A bird of a family of approximately 700 species and sub-species. The thrush is found world-wide and is known for its beautiful songs.
(MSC-204: dp. 320 (It.); 1. 144'; b. 28'; dr. 9'; s. 13 k.; cpl. 39; a. 2 20mm.; cl. Redwing)
The second Thrush (MSC-204) was laid down as AMS-204 on 7 May 1954 at Tampa, Fla., by the Tampa Marine Co.; launched on 5 January 1955; sponsored by Mrs. Edgar S. Russell; redesignated MSC-204 on 7 February 1955; and commissioned on 8 November 1955, Lt. (jg.) Richard Anthony Dallamura in command.

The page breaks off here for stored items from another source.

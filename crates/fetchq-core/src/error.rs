//! Transport error type reported by fetch workers and the request helpers.

use thiserror::Error;

/// Failure of a single fetch. Workers report it through the `Error`
/// notification as its `Display` text plus `details()`; the blocking and
/// async load helpers return it directly.
#[derive(Debug, Error)]
pub enum FetchError {
    /// Curl reported an error (timeout, connection, DNS, TLS, ...).
    #[error("{0}")]
    Curl(#[from] curl::Error),
    /// Multipart body could not be assembled.
    #[error("{0}")]
    Form(#[from] curl::FormError),
    /// Server answered with a non-2xx status. `status_line` is the final
    /// response's status line when one was received.
    #[error("HTTP {code}")]
    Http { code: u32, status_line: Option<String> },
    /// Target or referer could not be parsed.
    #[error("invalid URL: {0}")]
    InvalidUrl(#[from] url::ParseError),
    /// Transfer was stopped through `abort()`.
    #[error("fetch aborted")]
    Aborted,
    /// Request was canceled before it produced a result.
    #[error("request canceled")]
    Canceled,
    /// Fetch finished without a success or error notification.
    #[error("fetch finished without a result")]
    NoResult,
    /// Error notification relayed from the worker.
    #[error("{0}")]
    Transport(String),
}

impl FetchError {
    /// Low-level description behind the message: libcurl error code and
    /// text, or the server's status line.
    pub fn details(&self) -> Option<String> {
        match self {
            FetchError::Curl(e) => Some(match e.extra_description() {
                Some(extra) => format!("curl error {}: {}; {}", e.code(), e.description(), extra),
                None => format!("curl error {}: {}", e.code(), e.description()),
            }),
            FetchError::Form(e) => Some(format!("curl form error {}: {}", e.code(), e.description())),
            FetchError::Http { status_line, .. } => status_line.clone(),
            _ => None,
        }
    }
}

#[cfg(test)]
mod tests {
    use super::*;

    #[test]
    fn http_error_displays_code_and_details_status_line() {
        let err = FetchError::Http {
            code: 404,
            status_line: Some("HTTP/1.1 404 Not Found".into()),
        };
        assert_eq!(err.to_string(), "HTTP 404");
        assert_eq!(err.details().as_deref(), Some("HTTP/1.1 404 Not Found"));
    }

    #[test]
    fn curl_error_details_carry_the_code() {
        let err = FetchError::Curl(curl::Error::new(7));
        let details = err.details().unwrap();
        assert!(details.starts_with("curl error 7: "), "got {:?}", details);
    }

    #[test]
    fn plain_errors_have_no_details() {
        assert!(FetchError::Aborted.details().is_none());
        assert!(FetchError::Transport("x".into()).details().is_none());
    }
}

Late in November 1955, the new coastal minesweeper reported at Charleston for duty with Mine Division 42 and then conducted shakedown in Chesapeake Bay. In 1956, she moved to Yorktown, her new homeport; carried out assignments for the Mine Warfare School; and in August proceeded to Norfolk, her base for Operation "Hideaway." Early in 1957, she was assigned to the 6th Naval District and homeported at Key West. There she tested and evaluated new mine warfare equipment for the Mine Warfare Evaluation Detachment.

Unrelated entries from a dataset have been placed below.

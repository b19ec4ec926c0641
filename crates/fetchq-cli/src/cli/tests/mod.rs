//! CLI parse tests.

use super::{Cli, CliCommand};
use clap::Parser;

fn parse(args: &[&str]) -> CliCommand {
    let cli = Cli::try_parse_from(args).unwrap();
    cli.command
}

#[test]
fn cli_parse_get_single() {
    match parse(&["fetchq", "get", "https://example.com/a"]) {
        CliCommand::Get {
            urls,
            post,
            referer,
            timeout,
            attrs,
            files,
            workers,
            json,
        } => {
            assert_eq!(urls, vec!["https://example.com/a"]);
            assert!(!post);
            assert!(referer.is_none());
            assert!(timeout.is_none());
            assert!(attrs.is_empty());
            assert!(files.is_empty());
            assert!(workers.is_none());
            assert!(!json);
        }
        _ => panic!("expected Get"),
    }
}

#[test]
fn cli_parse_get_all_flags() {
    match parse(&[
        "fetchq",
        "get",
        "https://example.com/a",
        "https://example.com/b",
        "--post",
        "--referer",
        "https://example.com/",
        "--timeout",
        "9",
        "--attr",
        "a=1",
        "--attr",
        "b=2",
        "--file",
        "doc=/tmp/doc.txt",
        "--workers",
        "6",
        "--json",
    ]) {
        CliCommand::Get {
            urls,
            post,
            referer,
            timeout,
            attrs,
            files,
            workers,
            json,
        } => {
            assert_eq!(urls.len(), 2);
            assert!(post);
            assert_eq!(referer.as_deref(), Some("https://example.com/"));
            assert_eq!(timeout, Some(9));
            assert_eq!(attrs, vec!["a=1", "b=2"]);
            assert_eq!(files, vec!["doc=/tmp/doc.txt"]);
            assert_eq!(workers, Some(6));
            assert!(json);
        }
        _ => panic!("expected Get"),
    }
}

#[test]
fn cli_get_requires_url() {
    assert!(Cli::try_parse_from(["fetchq", "get"]).is_err());
}

#[test]
fn cli_parse_config() {
    assert!(matches!(parse(&["fetchq", "config"]), CliCommand::Config));
}
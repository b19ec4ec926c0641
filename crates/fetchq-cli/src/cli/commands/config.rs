//! `fetchq config` – print the effective configuration.

use anyhow::Result;
use fetchq_core::config::{self, FetchqConfig};

pub fn run_config(cfg: &FetchqConfig) -> Result<()> {
    if let Ok(path) = config::config_path() {
        println!("# {}", path.display());
    }
    println!("# effective pool size: {}", cfg.effective_pool_size());
    print!("{}", render(cfg)?);
    Ok(())
}

fn render(cfg: &FetchqConfig) -> Result<String> {
    Ok(toml::to_string_pretty(cfg)?)
}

In 1958 and 1959, she participated in mine warfare exercises out of Charleston and Norfolk, including NATO exercises. In August 1959, she again shifted home ports, this time to Coco Solo at the Atlantic entrance of the Panama Canal. She operated from that base until 1962 when she was ordered to Miami. There, she trained naval reserve crews for nine years. In 1971, she moved to Port Everglades, whence she continued her assignment with the Naval Reserve Force. At times, she served as a training ship for three reserve crews: two underway crews and an in-port maintenance unit—all elements of the Selected Reserve System. Conducting reserve cruises, visiting east coast ports, and ranging as far as the Bahamas for minesweeping exercises, she continued training Florida Reserves for the Mine Warfare Service, Atlantic Fleet, into 1975. In 1976, she was transferred to the Naval Oceanographic Office.